By Sara Hollabaugh, Online Editor
Ohio Wesleyan students and Columbus residents alike spent their Earth Day marching for science—not silence.
The march started at 11 a.m. on April 22 at the Columbus Statehouse.
Marchers went down High Street to the Columbus Commons for a celebration after.
According to the official March for Science website, their mission includes science as a “pillar of human freedom and prosperity.”
“We unite as a diverse, nonpartisan group to call for science that upholds the common good, and for political leaders and policymakers to enact evidence-based policies in the public interest,” the mission stated.
After the event concluded, the March for Science Facebook page thanked everyone who participated, physically and in spirit.
“Our official crowd estimate is 5,600—almost double what we expected,” the Facebook site said. “Your support and enthusiasm were overwhelming.”

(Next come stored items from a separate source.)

// Entry point and high-level CLI flow.
//
// With an input file the binary runs one analysis and exits. Without one it
// opens a menu:
// - [1] loads and cleans a zone file, printing diagnostics,
// - [2] changes the four risk parameters,
// - [3] prints the loss split and exports the table and a JSON summary.
// Parameter changes re-run only the apportionment; the loaded records stay.
use clap::Parser;
use std::io::{self, BufRead, Write};
use std::path::{Path, PathBuf};
use std::process;
use tracing::info;
use zone_loss::output::{preview_table_rows, write_csv, write_json};
use zone_loss::util::{format_int, format_volume};
use zone_loss::{
    ingest, LoaderConfig, PipeMaterial, RiskParameters, Upload, ZoneDataset, ZoneLossError,
};

const TABLE_FILE: &str = "zone_losses.csv";
const SUMMARY_FILE: &str = "summary.json";

/// Estimate physical and administrative water loss per distribution zone
#[derive(Debug, Parser)]
#[command(name = "zone-loss", version)]
struct Args {
    /// Zone file (.csv, .xlsx, .xlsm or .xls). Omit to start the interactive menu.
    input: Option<PathBuf>,

    /// Pipe age index, 1 (new) to 5 (25+ years)
    #[arg(long, default_value_t = 5, value_parser = clap::value_parser!(u8).range(1..=5))]
    pipe_age: u8,

    /// Material quality index 1-5, or a material name (hdpe, concrete, ductile, grey, asbestos)
    #[arg(long, default_value = "asbestos")]
    material: String,

    /// Ground movement / thermal stress index, 1 to 5
    #[arg(long, default_value_t = 4, value_parser = clap::value_parser!(u8).range(1..=5))]
    ground_stress: u8,

    /// Pressure profile index, 1 to 5
    #[arg(long, default_value_t = 5, value_parser = clap::value_parser!(u8).range(1..=5))]
    pressure: u8,

    /// Directory for the exported table and summary
    #[arg(long, value_name = "DIR", default_value = ".")]
    out_dir: PathBuf,

    /// Number of zones shown in the console preview
    #[arg(long, default_value_t = 10)]
    preview_rows: usize,

    /// JSON file overriding loader settings (scan window, blank tokens)
    #[arg(long, value_name = "FILE")]
    config: Option<PathBuf>,

    /// Log pipeline details
    #[arg(short, long)]
    verbose: bool,
}

fn init_logging(verbose: bool) {
    use tracing_subscriber::{fmt, layer::SubscriberExt, util::SubscriberInitExt, EnvFilter};

    let level = if verbose { "debug" } else { "info" };
    let filter = EnvFilter::try_from_default_env()
        .unwrap_or_else(|_| EnvFilter::new(format!("zone_loss={}", level)));
    tracing_subscriber::registry()
        .with(filter)
        .with(
            fmt::layer()
                .with_target(false)
                .with_level(true)
                .with_writer(io::stderr)
                .compact(),
        )
        .init();
}

fn parse_material(raw: &str) -> zone_loss::Result<u8> {
    match raw.trim().parse::<u8>() {
        Ok(index) => Ok(index),
        Err(_) => Ok(raw.parse::<PipeMaterial>()?.quality_index()),
    }
}

/// State of one interactive run. Replaced wholesale on every load.
struct Session {
    config: LoaderConfig,
    params: RiskParameters,
    dataset: Option<ZoneDataset>,
    out_dir: PathBuf,
    preview_rows: usize,
}

/// One trimmed line, or `None` once the input is closed or unreadable.
fn read_answer(input: &mut impl BufRead) -> Option<String> {
    let mut buf = String::new();
    match input.read_line(&mut buf) {
        Ok(0) | Err(_) => None,
        Ok(_) => Some(buf.trim().to_string()),
    }
}

fn prompt(label: &str) -> Option<String> {
    print!("{}", label);
    let _ = io::stdout().flush();
    read_answer(&mut io::stdin().lock())
}

/// Ask for an index until the user gives 1-5; empty input keeps `current`.
fn prompt_index(label: &str, current: u8) -> u8 {
    loop {
        let Some(answer) = prompt(&format!("{} [1-5, current {}]: ", label, current)) else {
            return current;
        };
        if answer.is_empty() {
            return current;
        }
        match answer.parse::<u8>() {
            Ok(v) if (1..=5).contains(&v) => return v,
            _ => println!("Invalid value. Please enter a number from 1 to 5."),
        }
    }
}

fn prompt_material(current: u8) -> u8 {
    println!("Dominant pipe material:");
    for (i, m) in PipeMaterial::ALL.iter().enumerate() {
        println!("  [{}] {} (index {})", i + 1, m, m.quality_index());
    }
    loop {
        let Some(answer) = prompt(&format!("Material [1-5, current index {}]: ", current)) else {
            return current;
        };
        if answer.is_empty() {
            return current;
        }
        match answer.parse::<usize>() {
            Ok(i) if (1..=PipeMaterial::ALL.len()).contains(&i) => {
                return PipeMaterial::ALL[i - 1].quality_index()
            }
            _ => println!("Invalid choice."),
        }
    }
}

fn load_file(path: &Path, config: &LoaderConfig) -> zone_loss::Result<ZoneDataset> {
    let upload = Upload::from_path(path)?;
    ingest(&upload, config)
}

fn print_load_summary(dataset: &ZoneDataset) {
    let header_note = if dataset.header.matched { "detected" } else { "fallback" };
    println!(
        "Header row: {} ({})",
        dataset.header.index + 1,
        header_note
    );
    println!("Columns: {}", dataset.table.labels.join(" | "));
    for b in dataset.roles.bindings() {
        println!("  {} <- {}", b.role, b.label);
    }
    let r = &dataset.report;
    println!(
        "Processing dataset... ({} rows read, {} zone records kept)",
        format_int(r.data_rows),
        format_int(r.kept)
    );
    let skipped = r.missing_zone_name + r.aggregate_rows + r.non_numeric_volume;
    if skipped > 0 {
        println!(
            "Note: {} rows skipped ({} without zone name, {} total rows, {} non-numeric volumes).",
            format_int(skipped),
            format_int(r.missing_zone_name),
            format_int(r.aggregate_rows),
            format_int(r.non_numeric_volume)
        );
    }
    println!();
}

fn print_error(e: &ZoneLossError) {
    eprintln!("Error: {}", e);
    if let ZoneLossError::ColumnRoleMissing { table, .. } = e {
        eprintln!("Columns found: {}", table.labels.join(" | "));
        eprintln!("The file must contain columns like:");
        eprintln!("- KARNE NO VE ADI (zone name)");
        eprintln!("- VERİLEN SU MİKTARI M3 (supplied volume)");
        eprintln!("- TAHAKKUK M3 (billed volume)");
    }
    eprintln!();
}

fn run_report(
    dataset: &ZoneDataset,
    params: &RiskParameters,
    out_dir: &Path,
    preview_rows: usize,
) -> zone_loss::Result<()> {
    let report = dataset.evaluate(params)?;

    println!("Loss Split by Zone");
    println!("(Source: {})\n", dataset.source);
    println!("Risk score: {} / 20", report.risk_score());
    println!("Physical (pipe) loss share: {:.1}%", report.leak_percent_display());
    println!(
        "Administrative (meter/billing) loss share: {:.1}%\n",
        report.administrative_percent_display()
    );

    let rows = report.display_rows();
    preview_table_rows(&rows, preview_rows);

    let totals = report.totals();
    println!(
        "Total loss: {} m³ of {} m³ supplied",
        format_volume(totals.total_loss_m3),
        format_volume(totals.supplied_m3)
    );
    for line in report.action_plan() {
        println!("{}", line);
    }
    println!();

    std::fs::create_dir_all(out_dir)?;
    let table_path = out_dir.join(TABLE_FILE);
    write_csv(&table_path, &rows)?;
    let summary_path = out_dir.join(SUMMARY_FILE);
    write_json(&summary_path, &report.summary(&dataset.source))?;
    info!("Exported {} and {}", table_path.display(), summary_path.display());
    println!(
        "(Full table exported to {}, summary to {})\n",
        table_path.display(),
        summary_path.display()
    );
    Ok(())
}

fn run_interactive(mut session: Session) {
    loop {
        println!("Zone Loss Analysis");
        println!("[1] Load zone file");
        println!("[2] Set risk parameters");
        println!("[3] Generate report");
        println!("[4] Exit\n");
        let Some(choice) = prompt("Enter choice: ") else {
            println!("\nEnd of input. Exiting the program.");
            break;
        };
        match choice.as_str() {
            "1" => {
                let Some(path) = prompt("Path to zone file (.csv/.xlsx): ") else {
                    break;
                };
                // A failed load discards the previous file too.
                session.dataset = None;
                match load_file(Path::new(&path), &session.config) {
                    Ok(dataset) => {
                        print_load_summary(&dataset);
                        session.dataset = Some(dataset);
                    }
                    Err(e) => print_error(&e),
                }
            }
            "2" => {
                let p = session.params;
                session.params = RiskParameters::clamped(
                    prompt_index("Pipe age index", p.pipe_age()),
                    prompt_material(p.material()),
                    prompt_index("Ground movement / thermal stress", p.ground_stress()),
                    prompt_index("Pressure profile", p.pressure()),
                );
                println!(
                    "Risk score is now {} (physical share {:.1}%)\n",
                    session.params.risk_score(),
                    session.params.leak_fraction() * 100.0
                );
            }
            "3" => {
                let Some(dataset) = session.dataset.as_ref() else {
                    println!("Error: No data loaded. Please load a zone file first (option 1).\n");
                    continue;
                };
                if let Err(e) =
                    run_report(dataset, &session.params, &session.out_dir, session.preview_rows)
                {
                    print_error(&e);
                }
            }
            "4" => {
                println!("Exiting the program.");
                break;
            }
            _ => println!("Invalid choice. Please enter 1 to 4.\n"),
        }
    }
}

fn run(args: Args) -> zone_loss::Result<()> {
    let config = match &args.config {
        Some(path) => LoaderConfig::from_json_file(path)?,
        None => LoaderConfig::default(),
    };
    let params = RiskParameters::new(
        args.pipe_age,
        parse_material(&args.material)?,
        args.ground_stress,
        args.pressure,
    )?;

    let Some(input) = args.input.as_deref() else {
        run_interactive(Session {
            config,
            params,
            dataset: None,
            out_dir: args.out_dir,
            preview_rows: args.preview_rows,
        });
        return Ok(());
    };

    let dataset = load_file(input, &config)?;
    print_load_summary(&dataset);
    run_report(&dataset, &params, &args.out_dir, args.preview_rows)
}

fn main() {
    let args = Args::parse();
    init_logging(args.verbose);

    if let Err(e) = run(args) {
        print_error(&e);
        process::exit(1);
    }
}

Senior Malloy McCorkle, a neuroscience and psychology double major with a minor in biology, went to the Columbus march with senior Dana Beach.

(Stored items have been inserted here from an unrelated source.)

use crate::error::{Result, ZoneLossError};
use crate::risk::RiskParameters;
use crate::types::{LossResult, LossTotals, SummaryStats, ZoneLossRow, ZoneRecord};
use crate::util::{format_number, format_volume, round_to};
use tracing::info;

impl LossResult {
    /// Split one zone's loss with the run-wide `leak_fraction`.
    pub fn from_record(record: &ZoneRecord, leak_fraction: f64) -> Self {
        let total_loss_m3 = (record.supplied_m3 - record.billed_m3).max(0.0);
        let loss_ratio_pct = if record.supplied_m3 <= 0.0 {
            0.0
        } else {
            total_loss_m3 / record.supplied_m3 * 100.0
        };
        LossResult {
            zone_name: record.zone_name.clone(),
            supplied_m3: record.supplied_m3,
            billed_m3: record.billed_m3,
            total_loss_m3,
            loss_ratio_pct,
            physical_loss_m3: total_loss_m3 * leak_fraction,
            administrative_loss_m3: total_loss_m3 * (1.0 - leak_fraction),
            physical_share_pct: leak_fraction * 100.0,
            administrative_share_pct: (1.0 - leak_fraction) * 100.0,
        }
    }
}

#[derive(Debug, Clone)]
pub struct LossReport {
    pub params: RiskParameters,
    pub leak_fraction: f64,
    pub results: Vec<LossResult>,
}

/// Apply the loss split to every record. An empty record set is refused
/// rather than producing zero-sized aggregates.
///
/// Records carry no trace of the rows they were sanitized from, so the
/// refusal reports `data_rows: 0`; `ZoneDataset::evaluate` fills in the
/// count it read.
pub fn apportion(records: &[ZoneRecord], params: &RiskParameters) -> Result<LossReport> {
    if records.is_empty() {
        return Err(ZoneLossError::NoValidRecords { data_rows: 0 });
    }
    let leak_fraction = params.leak_fraction();
    info!(
        "Apportioning {} zones: risk score {}, leak fraction {:.4}",
        records.len(),
        params.risk_score(),
        leak_fraction
    );
    let results = records
        .iter()
        .map(|r| LossResult::from_record(r, leak_fraction))
        .collect();
    Ok(LossReport {
        params: *params,
        leak_fraction,
        results,
    })
}

impl LossReport {
    pub fn risk_score(&self) -> u8 {
        self.params.risk_score()
    }

    /// Physical share as shown to the user, one decimal.
    pub fn leak_percent_display(&self) -> f64 {
        round_to(self.leak_fraction * 100.0, 1)
    }

    pub fn administrative_percent_display(&self) -> f64 {
        round_to(100.0 - self.leak_percent_display(), 1)
    }

    /// Column sums over the unrounded per-zone values.
    pub fn totals(&self) -> LossTotals {
        self.results.iter().fold(LossTotals::default(), |acc, r| LossTotals {
            supplied_m3: acc.supplied_m3 + r.supplied_m3,
            total_loss_m3: acc.total_loss_m3 + r.total_loss_m3,
            physical_loss_m3: acc.physical_loss_m3 + r.physical_loss_m3,
            administrative_loss_m3: acc.administrative_loss_m3 + r.administrative_loss_m3,
        })
    }

    pub fn display_rows(&self) -> Vec<ZoneLossRow> {
        self.results
            .iter()
            .map(|r| ZoneLossRow {
                zone_name: r.zone_name.clone(),
                supplied_m3: format_volume(r.supplied_m3),
                total_loss_m3: format_volume(r.total_loss_m3),
                loss_ratio_pct: format!("{}%", format_number(r.loss_ratio_pct, 2)),
                physical_loss_m3: format_volume(r.physical_loss_m3),
                administrative_loss_m3: format_volume(r.administrative_loss_m3),
            })
            .collect()
    }

    pub fn summary(&self, source: &str) -> SummaryStats {
        let totals = self.totals();
        SummaryStats {
            source: source.to_string(),
            total_zones: self.results.len(),
            risk_score: self.risk_score(),
            leak_fraction_pct: self.leak_percent_display(),
            administrative_pct: self.administrative_percent_display(),
            total_supplied_m3: totals.supplied_m3.round() as i64,
            total_loss_m3: totals.total_loss_m3.round() as i64,
            physical_loss_m3: totals.physical_loss_m3.round() as i64,
            administrative_loss_m3: totals.administrative_loss_m3.round() as i64,
        }
    }

    /// The two-line action plan: infrastructure share, then administrative share.
    pub fn action_plan(&self) -> Vec<String> {
        let totals = self.totals();
        vec![
            format!(
                "1. Infrastructure: {:.1}% of the {} m³ total loss, i.e. {} m³, is estimated to be pipe leakage.",
                self.leak_percent_display(),
                format_volume(totals.total_loss_m3),
                format_volume(totals.physical_loss_m3)
            ),
            format!(
                "2. Administration: the remaining {:.1}%, i.e. {} m³, comes from meter error and billing gaps.",
                self.administrative_percent_display(),
                format_volume(totals.administrative_loss_m3)
            ),
        ]
    }
}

“[We had] signs advocating for the protection and distribution of science,” McCorkle said. “We stood alongside many other scientists, activists, and concerned citizens.”
After the march, McCorkle said the commons had organizations promoting science and health care, as well as food and music.
“The event brought all scientists and activists together to demonstrate the importance of science-based public policy, scientific research and STEM education,” McCorkle said. “All who attended the march were upset about recent attacks on scientific evidence and complete disregard for science by policymakers.”
McCorkle said as a scientist, she believes it is a necessity to have factual information about science provided to the public.
Senior Jackson Hotaling, a history and geography major, attended the march in Columbus and joined a small group in Delaware as well.
“[The march had] impassioned marchers with signs and shouts [showing] Columbus that its citizens care about science,” Hotaling said. “And science is important.”
Hotaling added people marched for many different reasons.
“Some were scientists themselves, while others supported a wide array of NGOs, parks and small businesses,” Hotaling said. “I wanted to come because I believe that, environmentally, we are not taking the proper steps to make a better world for the future.
Hotaling said he was able to talk with many of these different people at the march.
“We shared ideas and a beautiful day, and I left feeling optimistic about what is next,” Hotaling said.